И при внутренней исследовательской свободе, при максимальной широте охвата действительности, настоящая философия, как я заметил, оставалась чужда интеллектуальному анархизму, окостенелой замкнутости систем и, отрицая мертворожденные, препятствующие всяческому духовному оплодотворению и исследовательскому зачатию «мнения», чуть ли не генетически наследовала и развивала все живое, плодотворное и плодоносное, зародившееся в предшествующем движении мысли: Платон воплотил в себя все достижения древней философии; греческие отцы церкви IV века, помимо того, что они создали новое, христианское, богословие, как бы подвели итог всей эллинской мудрости, почерпнув у Платона, у Аристотеля, стоиков и неоплатоников все, что у них можно и нужно было воспринять; а Гегель открыто призвал к творческому примирению всех продуктивно философствующих и устремленных к истине. И за эту свободу как осознанную необходимость примирять, а точнее – синтезировать, а еще точнее – диалектически воспринимать и преображать все плодотворное, взращенное и предложенное в симфонической истории человеческого интеллекта, – за это я особенно полюбил философию.

Могу ли, смею ли я рассчитывать на взаимность?

Видите ли, во мне уже давно писатель борется с ученым, и сперва меня это очень угнетало, а потом вдруг осенило: хватит им ссориться, пора примирить этих внутренних близнецов, и пусть один другому поможет. То есть, с одной стороны, я вроде бы очень нескладный и неприспособленный для философского пути индивид, а с другой – может, даже и хорошо, что ученый, писатель, к тому же еще и верующий человек, пусть кое-как, но воцерковленный, лет тридцать уже изучающий христианское богословие, а также иные религии, в том числе и древние; плюс к этому политика меня всегда интересовала, и институт я окончил политический.
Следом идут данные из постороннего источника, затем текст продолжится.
//! Execution strategies for building every seed's candidates to completion
//! (spec §4.6 / §5).
//!
//! Two parallel strategies, mirroring the reference builder's
//! `buildTracksBySeeds` (seed-parallel: each seed runs its whole layer loop
//! independently) and `buildTracksByLayers` (layer-then-seed: the layer loop
//! is the outer loop, and only the per-seed work within one layer runs
//! concurrently). Both are built on `rayon`'s global thread pool rather than
//! the reference's TBB `parallel_for`, following the pack's
//! (`prospectorengine-prospector-btc`) convention for CPU-bound fan-out
//! the teacher crate itself does not need.
//!
//! `linear_interp` in [`Config`] is incompatible with either parallel
//! strategy (spec §4.2): the interpolating propagator mutates shared
//! min/max bracket state across the candidate set, which concurrent access
//! from `run_seed_parallel`/`run_layer_then_seed` would race. This is
//! enforced once, in [`Builder::build_event`], via
//! `Config::validate_for_driver`, rather than re-checked on every
//! propagation call.

use std::sync::Arc;

use tracing::{debug, trace};

use crate::builder::{process_layer, LayerData, LayerOutcome};
use crate::config::Config;
use crate::error::BuildError;
use crate::geometry::CylinderGeometry;
use crate::types::{Candidate, Track};
use crate::validation::{NullSink, ValidationSink};

/// Selects which of the three execution strategies `build_event` uses.
#[derive(Debug, Clone, Copy, PartialEq, Eq)]
pub enum DriverKind {
    /// One thread, one seed at a time, one layer at a time. The only
    /// strategy compatible with `linear_interp`.
    Serial,
    /// Each seed's full layer loop runs independently; requires the
    /// `parallel` feature.
    SeedParallel,
    /// The layer loop is outermost; within each layer, all live seeds'
    /// candidates extend concurrently. Requires the `parallel` feature.
    LayerThenSeed,
}

impl DriverKind {
    fn is_parallel(self) -> bool {
        !matches!(self, DriverKind::Serial)
    }
}

/// Owns the geometry, config and validation sink for one build run.
pub struct Builder<'a> {
    geom: &'a CylinderGeometry,
    config: &'a Config,
    sink: Arc<dyn ValidationSink>,
}

impl<'a> Builder<'a> {
    pub fn new(geom: &'a CylinderGeometry, config: &'a Config) -> Self {
        Self {
            geom,
            config,
            sink: Arc::new(NullSink),
        }
    }

    pub fn with_sink(geom: &'a CylinderGeometry, config: &'a Config, sink: Arc<dyn ValidationSink>) -> Self {
        Self { geom, config, sink }
    }

    /// Builds every seed's track to completion, using `driver` as the
    /// execution strategy. `layers` has one entry per detector layer
    /// (indices `0..config.n_layers`); layers below `nlayers_per_seed` are
    /// never consulted since seeding already consumed them.
    pub fn build_event(
        &self,
        seeds: Vec<Candidate>,
        layers: &[LayerData],
        driver: DriverKind,
    ) -> Result<Vec<Track>, BuildError> {
        self.config.validate_for_driver(driver.is_parallel())?;
        if layers.len() != self.config.n_layers {
            return Err(BuildError::InvariantViolation(format!(
                "expected {} layers, got {}",
                self.config.n_layers,
                layers.len()
            )));
        }

        debug!(n_seeds = seeds.len(), driver = ?driver, "starting event build");

        let mut tracks = match driver {
            DriverKind::Serial => self.run_serial(seeds, layers),
            #[cfg(feature = "parallel")]
            DriverKind::SeedParallel => self.run_seed_parallel(seeds, layers),
            #[cfg(feature = "parallel")]
            DriverKind::LayerThenSeed => self.run_layer_then_seed(seeds, layers),
            #[cfg(not(feature = "parallel"))]
            DriverKind::SeedParallel | DriverKind::LayerThenSeed => {
                return Err(BuildError::InvariantViolation(
                    "parallel driver requested but the `parallel` feature is not enabled".into(),
                ));
            }
        };

        tracks.sort_unstable_by_key(|t| t.seed_id);
        debug!(n_tracks = tracks.len(), "event build complete");
        Ok(tracks)
    }

    fn run_serial(&self, seeds: Vec<Candidate>, layers: &[LayerData]) -> Vec<Track> {
        seeds
            .into_iter()
            .map(|seed| self.build_seed(seed, layers))
            .collect()
    }

    /// Extends one seed's candidate set through every remaining layer and
    /// returns the best-scoring surviving track. Retires (commits
    /// immediately and stops walking layers) the moment a layer exhausts
    /// the whole beam, per spec §4.5/§7 — a retired seed never re-enters
    /// `process_layer` for a later layer.
    fn build_seed(&self, seed: Candidate, layers: &[LayerData]) -> Track {
        let seed_id = seed.track.seed_id;
        let mut candidates = vec![seed];
        let mut retired: Option<Candidate> = None;

        for layer in self.config.nlayers_per_seed..self.config.n_layers {
            trace!(seed_id, layer, n_live = candidates.len(), "extending layer");
            match process_layer(candidates, layer, self.geom, &layers[layer], self.config, self.sink.as_ref()) {
                LayerOutcome::Active(next) => candidates = next,
                LayerOutcome::Retired(best) => {
                    debug!(seed_id, layer, "seed retired on beam exhaustion");
                    retired = Some(best);
                    break;
                }
            }
        }

        let best = match retired {
            Some(best) => best,
            None => candidates
                .into_iter()
                .min_by(crate::builder::better)
                .expect("process_layer never empties an actively-building seed's beam"),
        };
        trace!(seed_id, n_hits = best.track.n_hits(), chi2 = best.track.chi2, "seed build complete");
        self.sink
            .record_seed_complete(seed_id, 1, Some(best.track.chi2));
        best.track
    }
}

#[cfg(feature = "parallel")]
impl<'a> Builder<'a> {
    fn run_seed_parallel(&self, seeds: Vec<Candidate>, layers: &[LayerData]) -> Vec<Track> {
        use rayon::prelude::*;
        seeds
            .into_par_iter()
            .map(|seed| self.build_seed(seed, layers))
            .collect()
    }

    /// Layer-then-seed: the outer loop walks layers serially (each layer
    /// depends on the previous one's surviving candidates), and within a
    /// layer every still-active seed's candidate set extends concurrently.
    /// A seed that retires mid-run (beam exhaustion) is committed and
    /// skipped in every subsequent layer's parallel pass, same as the
    /// serial driver.
    fn run_layer_then_seed(&self, seeds: Vec<Candidate>, layers: &[LayerData]) -> Vec<Track> {
        use rayon::prelude::*;

        let mut pools: Vec<(u64, Pool)> = seeds
            .into_iter()
            .map(|s| (s.track.seed_id, Pool::Active(vec![s])))
            .collect();

        for layer in self.config.nlayers_per_seed..self.config.n_layers {
            pools = pools
                .into_par_iter()
                .map(|(seed_id, pool)| {
                    let pool = match pool {
                        Pool::Done(track) => Pool::Done(track),
                        Pool::Active(candidates) => {
                            match process_layer(candidates, layer, self.geom, &layers[layer], self.config, self.sink.as_ref()) {
                                LayerOutcome::Active(next) => Pool::Active(next),
                                LayerOutcome::Retired(best) => Pool::Done(best.track),
                            }
                        }
                    };
                    (seed_id, pool)
                })
                .collect();
        }

        pools
            .into_iter()
            .map(|(seed_id, pool)| {
                let track = match pool {
                    Pool::Done(track) => track,
                    Pool::Active(candidates) => {
                        candidates
                            .into_iter()
                            .min_by(crate::builder::better)
                            .expect("process_layer never empties an actively-building seed's beam")
                            .track
                    }
                };
                self.sink.record_seed_complete(seed_id, 1, Some(track.chi2));
                track
            })
            .collect()
    }
}

/// Per-seed state carried across the layer-then-seed driver's layer loop.
#[cfg(feature = "parallel")]
enum Pool {
    Active(Vec<Candidate>),
    Done(Track),
}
Может статься, эта моя раздвоенность, растроенность, расчетверенность – не творческая болезнь и не интеллектуальная ущербность, а напротив – духовный иммунитет, который защитит меня от одномерности, так болезненно поразившей философию XX века и, если верить Герберту Маркузе, то и современного человека (по крайней мере, человека западного).